TRY IT: The stretch from the line with "let saved = repo.save(&invoice).await.unwrap();" through the line with "let mut session_b = loaded;" in the records below: write it out exactly, and nothing else.

---

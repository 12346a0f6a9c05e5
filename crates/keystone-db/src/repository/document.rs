//! # Document Repository
//!
//! SQLite storage for estimates, orders and invoices.
//!
//! ## Storage Layout
//! ```text
//! ┌─────────────────────────────────────────────────────────────────────────┐
//! │  documents                                                              │
//! │  ┌──────────┬─────────┬─────────────┬────────┬────────┬──────────────┐ │
//! │  │ id (PK)  │ kind    │ customer_id │ date   │ status │ body (JSON)  │ │
//! │  └──────────┴─────────┴─────────────┴────────┴────────┴──────────────┘ │
//! │        ▲         ▲           ▲          ▲                    │          │
//! │        └─────────┴───────────┴──────────┘                    │          │
//! │          lifted out for filtering            the whole Document,       │
//! │                                              lines and payments        │
//! │                                              included                  │
//! └─────────────────────────────────────────────────────────────────────────┘
//! ```
//!
//! ## Merge-Write
//! A save is `INSERT ... ON CONFLICT(id) DO UPDATE` inside a transaction.
//! The incoming document wins. When the stored row was updated after the
//! incoming copy was loaded, the overwrite still happens and is logged.

use chrono::{DateTime, Utc};
use keystone_core::Document;
use sqlx::{QueryBuilder, Sqlite, SqliteConnection, SqlitePool};
use tracing::{debug, info, warn};

use crate::error::{DbError, DbResult};
use crate::repository::{DocumentFilter, DocumentStore};

const DATE_FORMAT: &str = "%Y-%m-%d";

/// Repository for document storage.
///
/// ## Usage
/// ```rust,ignore
/// let repo = DocumentRepository::new(pool);
/// let invoices = repo.list(&DocumentFilter::all().kind(DocumentKind::Invoice)).await?;
/// ```
#[derive(Debug, Clone)]
pub struct DocumentRepository {
    pool: SqlitePool,
}

impl DocumentRepository {
    pub fn new(pool: SqlitePool) -> Self {
        DocumentRepository { pool }
    }

    /// Lists documents matching `filter`, newest first.
    pub async fn list(&self, filter: &DocumentFilter) -> DbResult<Vec<Document>> {
        let mut qb: QueryBuilder<Sqlite> = QueryBuilder::new("SELECT body FROM documents WHERE 1 = 1");

        if let Some(kind) = filter.kind {
            qb.push(" AND kind = ").push_bind(kind);
        }
        if let Some(customer_id) = &filter.customer_id {
            qb.push(" AND customer_id = ").push_bind(customer_id.clone());
        }
        if let Some(from) = filter.from {
            qb.push(" AND date >= ").push_bind(from.format(DATE_FORMAT).to_string());
        }
        if let Some(to) = filter.to {
            qb.push(" AND date <= ").push_bind(to.format(DATE_FORMAT).to_string());
        }
        qb.push(" ORDER BY date DESC, id");

        let bodies: Vec<String> = qb.build_query_scalar().fetch_all(&self.pool).await?;
        debug!(count = bodies.len(), ?filter, "Listed documents");

        bodies.iter().map(|body| decode(body)).collect()
    }

    /// Gets a document by id.
    ///
    /// ## Returns
    /// * `Ok(Some(Document))` - Document found
    /// * `Ok(None)` - Document not found
    pub async fn get_by_id(&self, id: &str) -> DbResult<Option<Document>> {
        let body: Option<String> = sqlx::query_scalar("SELECT body FROM documents WHERE id = ?1")
            .bind(id)
            .fetch_optional(&self.pool)
            .await?;

        body.as_deref().map(decode).transpose()
    }

    /// Merge-writes one document in its own transaction.
    pub async fn save(&self, document: &Document) -> DbResult<Document> {
        let mut tx = self
            .pool
            .begin()
            .await
            .map_err(|e| DbError::TransactionFailed(e.to_string()))?;

        let saved = upsert(&mut tx, document, Utc::now()).await?;

        tx.commit()
            .await
            .map_err(|e| DbError::TransactionFailed(e.to_string()))?;

        info!(id = %saved.id, kind = %saved.kind, status = %saved.status, total = %saved.total, "Document saved");
        Ok(saved)
    }

    /// Merge-writes several documents atomically: either all are written or
    /// none are.
    pub async fn save_all(&self, documents: &[Document]) -> DbResult<Vec<Document>> {
        let mut tx = self
            .pool
            .begin()
            .await
            .map_err(|e| DbError::TransactionFailed(e.to_string()))?;

        let now = Utc::now();
        let mut saved = Vec::with_capacity(documents.len());
        for doc in documents {
            saved.push(upsert(&mut tx, doc, now).await?);
        }

        tx.commit()
            .await
            .map_err(|e| DbError::TransactionFailed(e.to_string()))?;

        info!(count = saved.len(), "Documents saved");
        Ok(saved)
    }

    /// Hard-deletes a document.
    pub async fn delete(&self, id: &str) -> DbResult<()> {
        debug!(id = %id, "Deleting document");

        let result = sqlx::query("DELETE FROM documents WHERE id = ?1")
            .bind(id)
            .execute(&self.pool)
            .await?;

        if result.rows_affected() == 0 {
            return Err(DbError::not_found("Document", id));
        }

        info!(id = %id, "Document deleted");
        Ok(())
    }

    /// Counts stored documents (for diagnostics).
    pub async fn count(&self) -> DbResult<i64> {
        let count: i64 = sqlx::query_scalar("SELECT COUNT(*) FROM documents")
            .fetch_one(&self.pool)
            .await?;

        Ok(count)
    }
}

impl DocumentStore for DocumentRepository {
    async fn list_documents(&self, filter: &DocumentFilter) -> DbResult<Vec<Document>> {
        self.list(filter).await
    }

    async fn get_document(&self, id: &str) -> DbResult<Option<Document>> {
        self.get_by_id(id).await
    }

    async fn save_document(&self, document: &Document) -> DbResult<Document> {
        self.save(document).await
    }

    async fn save_documents(&self, documents: &[Document]) -> DbResult<Vec<Document>> {
        self.save_all(documents).await
    }

    async fn delete_document(&self, id: &str) -> DbResult<()> {
        self.delete(id).await
    }
}

/// Recalculates `document`, stamps it and upserts it on `conn`.
async fn upsert(conn: &mut SqliteConnection, document: &Document, now: DateTime<Utc>) -> DbResult<Document> {
    let mut doc = document.recalculated();
    doc.updated_at = now;

    let stored: Option<(DateTime<Utc>, DateTime<Utc>)> =
        sqlx::query_as("SELECT created_at, updated_at FROM documents WHERE id = ?1")
            .bind(&doc.id)
            .fetch_optional(&mut *conn)
            .await?;

    // The body carries created_at too; it must match the column
    if let Some((created_at, _)) = stored {
        doc.created_at = created_at;
    }

    match stored.map(|(_, updated_at)| updated_at) {
        Some(stored) if stored > document.updated_at => {
            warn!(
                id = %doc.id,
                stored = %stored,
                loaded = %document.updated_at,
                "Overwriting a newer stored copy (last write wins)"
            );
        }
        Some(_) => debug!(id = %doc.id, "Replacing stored document"),
        None => debug!(id = %doc.id, "Inserting new document"),
    }

    let body = serde_json::to_string(&doc)?;

    sqlx::query(
        r#"
        INSERT INTO documents (
            id, kind, customer_id, date, status,
            total_cents, balance_due_cents, body,
            created_at, updated_at
        ) VALUES (?1, ?2, ?3, ?4, ?5, ?6, ?7, ?8, ?9, ?10)
        ON CONFLICT(id) DO UPDATE SET
            kind = excluded.kind,
            customer_id = excluded.customer_id,
            date = excluded.date,
            status = excluded.status,
            total_cents = excluded.total_cents,
            balance_due_cents = excluded.balance_due_cents,
            body = excluded.body,
            updated_at = excluded.updated_at
        "#,
    )
    .bind(&doc.id)
    .bind(doc.kind)
    .bind(&doc.customer_id)
    .bind(doc.date.format(DATE_FORMAT).to_string())
    .bind(doc.status)
    .bind(doc.total.cents())
    .bind(doc.balance_due.cents())
    .bind(body)
    .bind(doc.created_at)
    .bind(doc.updated_at)
    .execute(&mut *conn)
    .await?;

    Ok(doc)
}

fn decode(body: &str) -> DbResult<Document> {
    Ok(serde_json::from_str(body)?)
}

#[cfg(test)]
mod tests {
    use super::*;
    use crate::pool::{Database, DbConfig};
    use chrono::NaiveDate;
    use keystone_core::{Customer, DocumentKind, DocumentStatus, LineItem, Money, Payment, PaymentMethod};

    async fn setup() -> DocumentRepository {
        let db = Database::open(DbConfig::in_memory()).await.unwrap();
        db.documents()
    }

    fn doc(id: &str, kind: DocumentKind, customer: &str, day: u32, cents: i64) -> Document {
        let date = NaiveDate::from_ymd_opt(2026, 3, day).unwrap();
        let mut doc = Document::new(id, kind, &Customer::new(customer, "Someone"), date);
        doc.line_items.push(LineItem::non_stock("li-1", "Work", 1, Money::from_cents(cents)));
        doc
    }

    #[tokio::test]
    async fn test_save_recalculates_and_round_trips() {
        let repo = setup().await;
        let mut invoice = doc("inv-1", DocumentKind::Invoice, "c-1", 1, 10000);
        invoice.status = DocumentStatus::Sent;
        invoice.payments.push(Payment::new(
            "pay-1",
            invoice.date,
            Money::from_cents(10000),
            PaymentMethod::Check,
        ));

        let saved = repo.save(&invoice).await.unwrap();
        assert_eq!(saved.status, DocumentStatus::Paid);

        let loaded = repo.get_by_id("inv-1").await.unwrap().unwrap();
        assert_eq!(loaded, saved);
        assert!(loaded.balance_due.is_zero());
    }

    #[tokio::test]
    async fn test_save_is_merge_write() {
        let repo = setup().await;
        let first = repo.save(&doc("ord-1", DocumentKind::Order, "c-1", 1, 500)).await.unwrap();

        let mut edited = first.clone();
        edited.line_items.clear();
        edited.status = DocumentStatus::Completed;
        repo.save(&edited).await.unwrap();

        let loaded = repo.get_by_id("ord-1").await.unwrap().unwrap();
        assert!(loaded.line_items.is_empty());
        assert_eq!(loaded.status, DocumentStatus::Completed);
        assert_eq!(loaded.created_at, first.created_at);
        assert_eq!(repo.count().await.unwrap(), 1);
    }

    #[tokio::test]
    async fn test_stale_copy_still_wins() {
        let repo = setup().await;
        let loaded = repo.save(&doc("inv-1", DocumentKind::Invoice, "c-1", 1, 500)).await.unwrap();

        let mut session_a = loaded.clone();
        session_a.notes = Some("from A".to_string());
        let mut session_b = loaded;
        session_b.notes = Some("from B".to_string());

        repo.save(&session_a).await.unwrap();
        repo.save(&session_b).await.unwrap();

        let stored = repo.get_by_id("inv-1").await.unwrap().unwrap();
        assert_eq!(stored.notes.as_deref(), Some("from B"));
    }

    #[tokio::test]
    async fn test_resave_keeps_original_created_at() {
        let repo = setup().await;
        let first = repo.save(&doc("est-1", DocumentKind::Estimate, "c-1", 1, 500)).await.unwrap();

        let mut rebuilt = doc("est-1", DocumentKind::Estimate, "c-1", 1, 900);
        rebuilt.created_at = first.created_at + chrono::Duration::days(3);
        let saved = repo.save(&rebuilt).await.unwrap();
        assert_eq!(saved.created_at, first.created_at);

        let loaded = repo.get_by_id("est-1").await.unwrap().unwrap();
        assert_eq!(loaded.created_at, first.created_at);
        assert_eq!(loaded.total.cents(), 900);

        let listed = repo.list(&DocumentFilter::all()).await.unwrap();
        assert_eq!(listed[0].created_at, first.created_at);
    }

    #[tokio::test]
    async fn test_list_with_filter() {
        let repo = setup().await;
        repo.save_all(&[
            doc("inv-1", DocumentKind::Invoice, "c-1", 1, 100),
            doc("inv-2", DocumentKind::Invoice, "c-2", 5, 100),
            doc("est-1", DocumentKind::Estimate, "c-1", 9, 100),
        ])
        .await
        .unwrap();

        let all = repo.list(&DocumentFilter::all()).await.unwrap();
        let ids: Vec<&str> = all.iter().map(|d| d.id.as_str()).collect();
        assert_eq!(ids, vec!["est-1", "inv-2", "inv-1"]);

        let invoices = repo.list(&DocumentFilter::all().kind(DocumentKind::Invoice)).await.unwrap();
        assert_eq!(invoices.len(), 2);

        let c1 = repo.list(&DocumentFilter::all().customer("c-1")).await.unwrap();
        assert_eq!(c1.len(), 2);

        let ranged = repo
            .list(&DocumentFilter::all().between(
                NaiveDate::from_ymd_opt(2026, 3, 2),
                NaiveDate::from_ymd_opt(2026, 3, 5),
            ))
            .await
            .unwrap();
        assert_eq!(ranged.len(), 1);
        assert_eq!(ranged[0].id, "inv-2");
    }

    #[tokio::test]
    async fn test_delete() {
        let repo = setup().await;
        repo.save(&doc("est-1", DocumentKind::Estimate, "c-1", 1, 100)).await.unwrap();

        repo.delete("est-1").await.unwrap();
        assert!(repo.get_by_id("est-1").await.unwrap().is_none());

        let err = repo.delete("est-1").await.unwrap_err();
        assert!(err.is_not_found());
    }
}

---

WRITTEN SOLUTION:
        let saved = repo.save(&invoice).await.unwrap();
        assert_eq!(saved.status, DocumentStatus::Paid);

        let loaded = repo.get_by_id("inv-1").await.unwrap().unwrap();
        assert_eq!(loaded, saved);
        assert!(loaded.balance_due.is_zero());
    }

    #[tokio::test]
    async fn test_save_is_merge_write() {
        let repo = setup().await;
        let first = repo.save(&doc("ord-1", DocumentKind::Order, "c-1", 1, 500)).await.unwrap();

        let mut edited = first.clone();
        edited.line_items.clear();
        edited.status = DocumentStatus::Completed;
        repo.save(&edited).await.unwrap();

        let loaded = repo.get_by_id("ord-1").await.unwrap().unwrap();
        assert!(loaded.line_items.is_empty());
        assert_eq!(loaded.status, DocumentStatus::Completed);
        assert_eq!(loaded.created_at, first.created_at);
        assert_eq!(repo.count().await.unwrap(), 1);
    }

    #[tokio::test]
    async fn test_stale_copy_still_wins() {
        let repo = setup().await;
        let loaded = repo.save(&doc("inv-1", DocumentKind::Invoice, "c-1", 1, 500)).await.unwrap();

        let mut session_a = loaded.clone();
        session_a.notes = Some("from A".to_string());
        let mut session_b = loaded;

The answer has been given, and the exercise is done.